# Exercise instructions
Scan the entries for the word "from". Every line that has it should be copied.

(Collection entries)
========================

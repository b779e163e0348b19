//! Tag-keyed subscriber registry.
//!
//! Listeners for a tag are invoked in registration order. Dispatch works on
//! a snapshot of the listener list and holds no lock while callbacks run, so
//! a callback may subscribe or unsubscribe (itself included) freely. There
//! is no replay: a listener only sees events dispatched after it registered.

use std::collections::HashMap;
use std::panic::{catch_unwind, AssertUnwindSafe};
use std::sync::atomic::{AtomicBool, AtomicU64, Ordering};
use std::sync::{Arc, Weak};

use opsboard_core::{EventTag, ServerMessage};
use parking_lot::RwLock;
use tracing::{trace, warn};

type Callback = dyn Fn(&ServerMessage) + Send + Sync;

struct Listener {
    id: u64,
    active: Arc<AtomicBool>,
    callback: Box<Callback>,
}

#[derive(Default)]
struct Inner {
    next_id: AtomicU64,
    listeners: RwLock<HashMap<EventTag, Vec<Arc<Listener>>>>,
}

impl Inner {
    fn remove(&self, tag: EventTag, id: u64) {
        let mut listeners = self.listeners.write();
        if let Some(list) = listeners.get_mut(&tag) {
            list.retain(|l| l.id != id);
            if list.is_empty() {
                listeners.remove(&tag);
            }
        }
    }
}

/// Typed pub/sub between the socket manager and its consumers.
#[derive(Clone, Default)]
pub struct SubscriberRegistry {
    inner: Arc<Inner>,
}

impl SubscriberRegistry {
    pub fn new() -> Self {
        Self::default()
    }

    /// Register `callback` for events tagged `tag`.
    pub fn subscribe<F>(&self, tag: EventTag, callback: F) -> Subscription
    where
        F: Fn(&ServerMessage) + Send + Sync + 'static,
    {
        let id = self.inner.next_id.fetch_add(1, Ordering::Relaxed);
        let active = Arc::new(AtomicBool::new(true));
        let listener = Arc::new(Listener {
            id,
            active: active.clone(),
            callback: Box::new(callback),
        });

        self.inner
            .listeners
            .write()
            .entry(tag)
            .or_default()
            .push(listener);
        trace!(tag = %tag, listener_id = id, "Subscribed");

        Subscription {
            id,
            tag,
            active,
            registry: Arc::downgrade(&self.inner),
        }
    }

    /// Invoke every listener of the message's tag. Returns how many ran.
    ///
    /// Control frames have no tag and reach no listener. A panicking callback
    /// is logged and does not prevent the remaining callbacks from running.
    pub fn dispatch(&self, msg: &ServerMessage) -> usize {
        let Some(tag) = msg.tag() else {
            return 0;
        };

        let snapshot: Vec<Arc<Listener>> = match self.inner.listeners.read().get(&tag) {
            Some(list) => list.clone(),
            None => return 0,
        };

        let mut invoked = 0;
        for listener in snapshot {
            if !listener.active.load(Ordering::Acquire) {
                continue;
            }
            invoked += 1;
            if catch_unwind(AssertUnwindSafe(|| (listener.callback)(msg))).is_err() {
                warn!(tag = %tag, listener_id = listener.id, "Subscriber callback panicked");
            }
        }
        invoked
    }

    pub fn listener_count(&self, tag: EventTag) -> usize {
        self.inner
            .listeners
            .read()
            .get(&tag)
            .map_or(0, |list| list.len())
    }

    /// Number of tags with at least one listener.
    pub fn tag_count(&self) -> usize {
        self.inner.listeners.read().len()
    }
}

/// Handle returned by [`SubscriberRegistry::subscribe`].
///
/// Dropping the handle does not unsubscribe; call [`unsubscribe`](Self::unsubscribe).
#[must_use = "call unsubscribe() to remove the listener"]
pub struct Subscription {
    id: u64,
    tag: EventTag,
    active: Arc<AtomicBool>,
    registry: Weak<Inner>,
}

impl Subscription {
    pub fn tag(&self) -> EventTag {
        self.tag
    }

    pub fn is_active(&self) -> bool {
        self.active.load(Ordering::Acquire)
    }

    /// Remove exactly this listener. Safe to call more than once, and from
    /// inside the listener's own callback.
    pub fn unsubscribe(&self) {
        if !self.active.swap(false, Ordering::AcqRel) {
            return;
        }
        if let Some(inner) = self.registry.upgrade() {
            inner.remove(self.tag, self.id);
        }
        trace!(tag = %self.tag, listener_id = self.id, "Unsubscribed");
    }
}

#[cfg(test)]
mod tests {
    use super::*;
    use opsboard_core::{Alert, Severity};
    use parking_lot::Mutex;

    fn recorder() -> (Arc<Mutex<Vec<String>>>, impl Fn(&str) -> Box<dyn Fn(&ServerMessage) + Send + Sync>) {
        let log = Arc::new(Mutex::new(Vec::new()));
        let log_clone = log.clone();
        let make = move |name: &str| {
            let log = log_clone.clone();
            let name = name.to_string();
            Box::new(move |_: &ServerMessage| log.lock().push(name.clone()))
                as Box<dyn Fn(&ServerMessage) + Send + Sync>
        };
        (log, make)
    }

    #[test]
    fn test_dispatch_in_registration_order() {
        let registry = SubscriberRegistry::new();
        let (log, make) = recorder();

        let _a = registry.subscribe(EventTag::Metrics, make("a"));
        let _b = registry.subscribe(EventTag::Metrics, make("b"));
        let _c = registry.subscribe(EventTag::Deployments, make("c"));

        assert_eq!(registry.dispatch(&ServerMessage::Metrics(vec![])), 2);
        assert_eq!(*log.lock(), vec!["a", "b"]);
    }

    #[test]
    fn test_no_replay_for_late_subscriber() {
        let registry = SubscriberRegistry::new();
        let (log, make) = recorder();

        for _ in 0..3 {
            registry.dispatch(&ServerMessage::Pipeline(None));
        }
        let _late = registry.subscribe(EventTag::Pipeline, make("late"));
        assert!(log.lock().is_empty());

        registry.dispatch(&ServerMessage::Pipeline(None));
        registry.dispatch(&ServerMessage::Pipeline(None));
        assert_eq!(log.lock().len(), 2);
    }

    #[test]
    fn test_unsubscribe_removes_only_that_listener() {
        let registry = SubscriberRegistry::new();
        let (log, make) = recorder();

        let a = registry.subscribe(EventTag::Metrics, make("a"));
        let _b = registry.subscribe(EventTag::Metrics, make("b"));
        a.unsubscribe();
        a.unsubscribe();

        registry.dispatch(&ServerMessage::Metrics(vec![]));
        assert_eq!(*log.lock(), vec!["b"]);
        assert_eq!(registry.listener_count(EventTag::Metrics), 1);
        assert!(!a.is_active());
    }

    #[test]
    fn test_last_unsubscribe_frees_tag() {
        let registry = SubscriberRegistry::new();
        let sub = registry.subscribe(EventTag::Web3Networks, |_| {});
        assert_eq!(registry.tag_count(), 1);

        sub.unsubscribe();
        assert_eq!(registry.tag_count(), 0);
    }

    #[test]
    fn test_unsubscribe_inside_own_callback() {
        let registry = SubscriberRegistry::new();
        let calls = Arc::new(AtomicU64::new(0));
        let slot: Arc<Mutex<Option<Subscription>>> = Arc::new(Mutex::new(None));

        let calls_clone = calls.clone();
        let slot_clone = slot.clone();
        let sub = registry.subscribe(EventTag::Alerts, move |_| {
            calls_clone.fetch_add(1, Ordering::SeqCst);
            if let Some(sub) = slot_clone.lock().as_ref() {
                sub.unsubscribe();
            }
        });
        *slot.lock() = Some(sub);

        let alert = ServerMessage::Alert(Alert::new("t", "m", Severity::Warning, "test"));
        registry.dispatch(&alert);
        registry.dispatch(&alert);

        assert_eq!(calls.load(Ordering::SeqCst), 1);
        assert_eq!(registry.listener_count(EventTag::Alerts), 0);
    }

    #[test]
    fn test_unsubscribe_of_later_listener_during_dispatch() {
        let registry = SubscriberRegistry::new();
        let (log, make) = recorder();
        let slot: Arc<Mutex<Option<Subscription>>> = Arc::new(Mutex::new(None));

        let slot_clone = slot.clone();
        let _first = registry.subscribe(EventTag::Metrics, move |_| {
            if let Some(sub) = slot_clone.lock().as_ref() {
                sub.unsubscribe();
            }
        });
        *slot.lock() = Some(registry.subscribe(EventTag::Metrics, make("second")));

        registry.dispatch(&ServerMessage::Metrics(vec![]));
        assert!(log.lock().is_empty());
    }

    #[test]
    fn test_panicking_callback_is_isolated() {
        let registry = SubscriberRegistry::new();
        let (log, make) = recorder();

        let _bad = registry.subscribe(EventTag::Metrics, |_| panic!("listener bug"));
        let _good = registry.subscribe(EventTag::Metrics, make("good"));

        assert_eq!(registry.dispatch(&ServerMessage::Metrics(vec![])), 2);
        assert_eq!(*log.lock(), vec!["good"]);
    }

    #[test]
    fn test_pong_reaches_no_listener() {
        let registry = SubscriberRegistry::new();
        let _sub = registry.subscribe(EventTag::Metrics, |_| {});
        assert_eq!(registry.dispatch(&ServerMessage::Pong), 0);
    }
}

========================

# Task solution
    /// is logged and does not prevent the remaining callbacks from running.
    /// Remove exactly this listener. Safe to call more than once, and from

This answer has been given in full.